YOUR TASK: Each entry has to be printed again exactly.

Collected data
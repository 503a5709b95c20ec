use domain::{Code, GameId, Peg};
use serde::Deserialize;
use shared::AppError;
use std::collections::BTreeSet;

/// 1行分のJSONリクエスト
#[derive(Debug, Clone, PartialEq, Deserialize)]
#[serde(tag = "command", rename_all = "snake_case")]
pub enum Request {
    /// 省略された項目は設定値で補う（シークレット省略時はランダム生成）
    JoinGame {
        game_id: Option<GameId>,
        secret: Option<Code>,
        total_attempts: Option<u32>,
        available_pegs: Option<BTreeSet<Peg>>,
    },
    MakeGuess {
        game_id: GameId,
        guess: Code,
    },
    ShowGame {
        game_id: GameId,
    },
}

impl Request {
    /// リクエスト行をパース
    pub fn parse(line: &str) -> Result<Self, AppError> {
        serde_json::from_str(line)
            .map_err(|e| AppError::Deserialization(format!("リクエストのパースエラー: {e}")))
    }

    pub fn name(&self) -> &'static str {
        match self {
            Request::JoinGame { .. } => "join_game",
            Request::MakeGuess { .. } => "make_guess",
            Request::ShowGame { .. } => "show_game",
        }
    }
}

#[cfg(test)]
mod tests {
    use super::*;

    #[test]
    fn test_parse_make_guess() {
        let game_id = GameId::new();
        let line = format!(
            r#"{{"command":"make_guess","game_id":"{game_id}","guess":["Red","Blue"]}}"#
        );

        let request = Request::parse(&line).unwrap();
        assert_eq!(
            request,
            Request::MakeGuess {
                game_id,
                guess: Code::from_names(["Red", "Blue"]),
            }
        );
        assert_eq!(request.name(), "make_guess");
    }

    #[test]
    fn test_parse_minimal_join_game() {
        let request = Request::parse(r#"{"command":"join_game"}"#).unwrap();
        assert_eq!(
            request,
            Request::JoinGame {
                game_id: None,
                secret: None,
                total_attempts: None,
                available_pegs: None,
            }
        );
    }

    #[test]
    fn test_parse_errors() {
        for line in [
            "not json",
            r#"{"command":"resign"}"#,
            r#"{"command":"make_guess","game_id":"abc","guess":[]}"#,
            r#"{"command":"show_game"}"#,
        ] {
            assert!(
                matches!(Request::parse(line), Err(AppError::Deserialization(_))),
                "expected parse error for {line}"
            );
        }
    }
}
use crate::errors::AppError;
use domain::{Code, Peg};
use std::collections::BTreeSet;
use std::env;

const DEFAULT_TOTAL_ATTEMPTS: u32 = 12;
const DEFAULT_CODE_LENGTH: usize = 4;
const DEFAULT_AVAILABLE_PEGS: &str = "Red,Green,Blue,Yellow,Purple,Pink";

/// ゲームの保存方式
#[derive(Debug, Clone, Copy, PartialEq, Eq)]
pub enum StoreKind {
    /// 集約をそのまま保持
    Memory,
    /// イベントを追記保存し、取得時に再生
    EventStore,
}

/// ログの出力形式
#[derive(Debug, Clone, Copy, PartialEq, Eq)]
pub enum LogFormat {
    Json,
    Pretty,
}

#[derive(Debug, Clone)]
pub struct Config {
    pub total_attempts: u32,
    pub code_length: usize,
    pub available_pegs: BTreeSet<Peg>,
    pub store: StoreKind,
    pub log_format: LogFormat,
    pub environment: String,
}

impl Default for Config {
    fn default() -> Self {
        Self {
            total_attempts: DEFAULT_TOTAL_ATTEMPTS,
            code_length: DEFAULT_CODE_LENGTH,
            available_pegs: parse_pegs(DEFAULT_AVAILABLE_PEGS),
            store: StoreKind::EventStore,
            log_format: LogFormat::Json,
            environment: "dev".to_string(),
        }
    }
}

impl Config {
    /// 環境変数から設定を読み込む
    pub fn from_env() -> Result<Self, AppError> {
        Self::from_lookup(|key| env::var(key).ok())
    }

    /// キーから値を引く関数を使って設定を組み立てる
    pub fn from_lookup<F>(lookup: F) -> Result<Self, AppError>
    where
        F: Fn(&str) -> Option<String>,
    {
        let defaults = Self::default();

        let total_attempts = match lookup("MASTERMIND_TOTAL_ATTEMPTS") {
            Some(value) => parse_positive("MASTERMIND_TOTAL_ATTEMPTS", &value)?,
            None => defaults.total_attempts,
        };

        let code_length = match lookup("MASTERMIND_CODE_LENGTH") {
            Some(value) => parse_positive("MASTERMIND_CODE_LENGTH", &value)?,
            None => defaults.code_length,
        };

        let available_pegs = match lookup("MASTERMIND_AVAILABLE_PEGS") {
            Some(value) => {
                let pegs = parse_pegs(&value);
                if pegs.is_empty() {
                    return Err(AppError::Configuration(
                        "MASTERMIND_AVAILABLE_PEGS must name at least one peg".to_string(),
                    ));
                }
                pegs
            }
            None => defaults.available_pegs,
        };

        let store = match lookup("MASTERMIND_STORE").as_deref() {
            None | Some("event-store") => StoreKind::EventStore,
            Some("memory") => StoreKind::Memory,
            Some(other) => {
                return Err(AppError::Configuration(format!(
                    "MASTERMIND_STORE must be 'memory' or 'event-store', got '{other}'"
                )))
            }
        };

        let log_format = match lookup("LOG_FORMAT").as_deref() {
            None | Some("json") => LogFormat::Json,
            Some("pretty") => LogFormat::Pretty,
            Some(other) => {
                return Err(AppError::Configuration(format!(
                    "LOG_FORMAT must be 'json' or 'pretty', got '{other}'"
                )))
            }
        };

        Ok(Config {
            total_attempts,
            code_length,
            available_pegs,
            store,
            log_format,
            environment: lookup("ENVIRONMENT").unwrap_or(defaults.environment),
        })
    }
}

fn parse_pegs(value: &str) -> BTreeSet<Peg> {
    Code::from_names(
        value
            .split(',')
            .map(str::trim)
            .filter(|name| !name.is_empty()),
    )
    .to_set()
}

fn parse_positive<T>(key: &str, value: &str) -> Result<T, AppError>
where
    T: std::str::FromStr + PartialOrd + Default,
{
    match value.trim().parse::<T>() {
        Ok(parsed) if parsed > T::default() => Ok(parsed),
        _ => Err(AppError::Configuration(format!(
            "{key} must be a positive integer, got '{value}'"
        ))),
    }
}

RESPONSE TO THIS EXERCISE:
repository 503a5709b95c20ec
use domain::{Code, GameId, Peg};
use serde::Deserialize;
use shared::AppError;
use std::collections::BTreeSet;

/// 1行分のJSONリクエスト
#[derive(Debug, Clone, PartialEq, Deserialize)]
#[serde(tag = "command", rename_all = "snake_case")]
pub enum Request {
    /// 省略された項目は設定値で補う（シークレット省略時はランダム生成）
    JoinGame {
        game_id: Option<GameId>,
        secret: Option<Code>,
        total_attempts: Option<u32>,
        available_pegs: Option<BTreeSet<Peg>>,
    },
    MakeGuess {
        game_id: GameId,
        guess: Code,
    },
    ShowGame {
        game_id: GameId,
    },
}

impl Request {
    /// リクエスト行をパース
    pub fn parse(line: &str) -> Result<Self, AppError> {
        serde_json::from_str(line)
            .map_err(|e| AppError::Deserialization(format!("リクエストのパースエラー: {e}")))
    }

    pub fn name(&self) -> &'static str {
        match self {
            Request::JoinGame { .. } => "join_game",
            Request::MakeGuess { .. } => "make_guess",
            Request::ShowGame { .. } => "show_game",
        }
    }
}

#[cfg(test)]
mod tests {
    use super::*;

    #[test]
    fn test_parse_make_guess() {
        let game_id = GameId::new();
        let line = format!(
            r#"{{"command":"make_guess","game_id":"{game_id}","guess":["Red","Blue"]}}"#
        );

        let request = Request::parse(&line).unwrap();
        assert_eq!(
            request,
            Request::MakeGuess {
                game_id,
                guess: Code::from_names(["Red", "Blue"]),
            }
        );
        assert_eq!(request.name(), "make_guess");
    }

    #[test]
    fn test_parse_minimal_join_game() {
        let request = Request::parse(r#"{"command":"join_game"}"#).unwrap();
        assert_eq!(
            request,
            Request::JoinGame {
                game_id: None,
                secret: None,
                total_attempts: None,
                available_pegs: None,
            }
        );
    }

    #[test]
    fn test_parse_errors() {
        for line in [
            "not json",
            r#"{"command":"resign"}"#,
            r#"{"command":"make_guess","game_id":"abc","guess":[]}"#,
            r#"{"command":"show_game"}"#,
        ] {
            assert!(
                matches!(Request::parse(line), Err(AppError::Deserialization(_))),
                "expected parse error for {line}"
            );
        }
    }
}
use crate::errors::AppError;
use domain::{Code, Peg};
use std::collections::BTreeSet;
use std::env;

const DEFAULT_TOTAL_ATTEMPTS: u32 = 12;
const DEFAULT_CODE_LENGTH: usize = 4;
const DEFAULT_AVAILABLE_PEGS: &str = "Red,Green,Blue,Yellow,Purple,Pink";

/// ゲームの保存方式
#[derive(Debug, Clone, Copy, PartialEq, Eq)]
pub enum StoreKind {
    /// 集約をそのまま保持
    Memory,
    /// イベントを追記保存し、取得時に再生
    EventStore,
}

/// ログの出力形式
#[derive(Debug, Clone, Copy, PartialEq, Eq)]
pub enum LogFormat {
    Json,
    Pretty,
}

#[derive(Debug, Clone)]
pub struct Config {
    pub total_attempts: u32,
    pub code_length: usize,
    pub available_pegs: BTreeSet<Peg>,
    pub store: StoreKind,
    pub log_format: LogFormat,
    pub environment: String,
}

impl Default for Config {
    fn default() -> Self {
        Self {
            total_attempts: DEFAULT_TOTAL_ATTEMPTS,
            code_length: DEFAULT_CODE_LENGTH,
            available_pegs: parse_pegs(DEFAULT_AVAILABLE_PEGS),
            store: StoreKind::EventStore,
            log_format: LogFormat::Json,
            environment: "dev".to_string(),
        }
    }
}

impl Config {
    /// 環境変数から設定を読み込む
    pub fn from_env() -> Result<Self, AppError> {
        Self::from_lookup(|key| env::var(key).ok())
    }

    /// キーから値を引く関数を使って設定を組み立てる
    pub fn from_lookup<F>(lookup: F) -> Result<Self, AppError>
    where
        F: Fn(&str) -> Option<String>,
    {
        let defaults = Self::default();

        let total_attempts = match lookup("MASTERMIND_TOTAL_ATTEMPTS") {
            Some(value) => parse_positive("MASTERMIND_TOTAL_ATTEMPTS", &value)?,
            None => defaults.total_attempts,
        };

        let code_length = match lookup("MASTERMIND_CODE_LENGTH") {
            Some(value) => parse_positive("MASTERMIND_CODE_LENGTH", &value)?,
            None => defaults.code_length,
        };

        let available_pegs = match lookup("MASTERMIND_AVAILABLE_PEGS") {
            Some(value) => {
                let pegs = parse_pegs(&value);
                if pegs.is_empty() {
                    return Err(AppError::Configuration(
                        "MASTERMIND_AVAILABLE_PEGS must name at least one peg".to_string(),
                    ));
                }
                pegs
            }
            None => defaults.available_pegs,
        };

        let store = match lookup("MASTERMIND_STORE").as_deref() {
            None | Some("event-store") => StoreKind::EventStore,
            Some("memory") => StoreKind::Memory,
            Some(other) => {
                return Err(AppError::Configuration(format!(
                    "MASTERMIND_STORE must be 'memory' or 'event-store', got '{other}'"
                )))
            }
        };

        let log_format = match lookup("LOG_FORMAT").as_deref() {
            None | Some("json") => LogFormat::Json,
            Some("pretty") => LogFormat::Pretty,
            Some(other) => {
                return Err(AppError::Configuration(format!(
                    "LOG_FORMAT must be 'json' or 'pretty', got '{other}'"
                )))
            }
        };

        Ok(Config {
            total_attempts,
            code_length,
            available_pegs,
            store,
            log_format,
            environment: lookup("ENVIRONMENT").unwrap_or(defaults.environment),
        })
    }
}

fn parse_pegs(value: &str) -> BTreeSet<Peg> {
    Code::from_names(
        value
            .split(',')
            .map(str::trim)
            .filter(|name| !name.is_empty()),
    )
    .to_set()
}

fn parse_positive<T>(key: &str, value: &str) -> Result<T, AppError>
where
    T: std::str::FromStr + PartialOrd + Default,
{
    match value.trim().parse::<T>() {
        Ok(parsed) if parsed > T::default() => Ok(parsed),
        _ => Err(AppError::Configuration(format!(
            "{key} must be a positive integer, got '{value}'"
        ))),
    }
}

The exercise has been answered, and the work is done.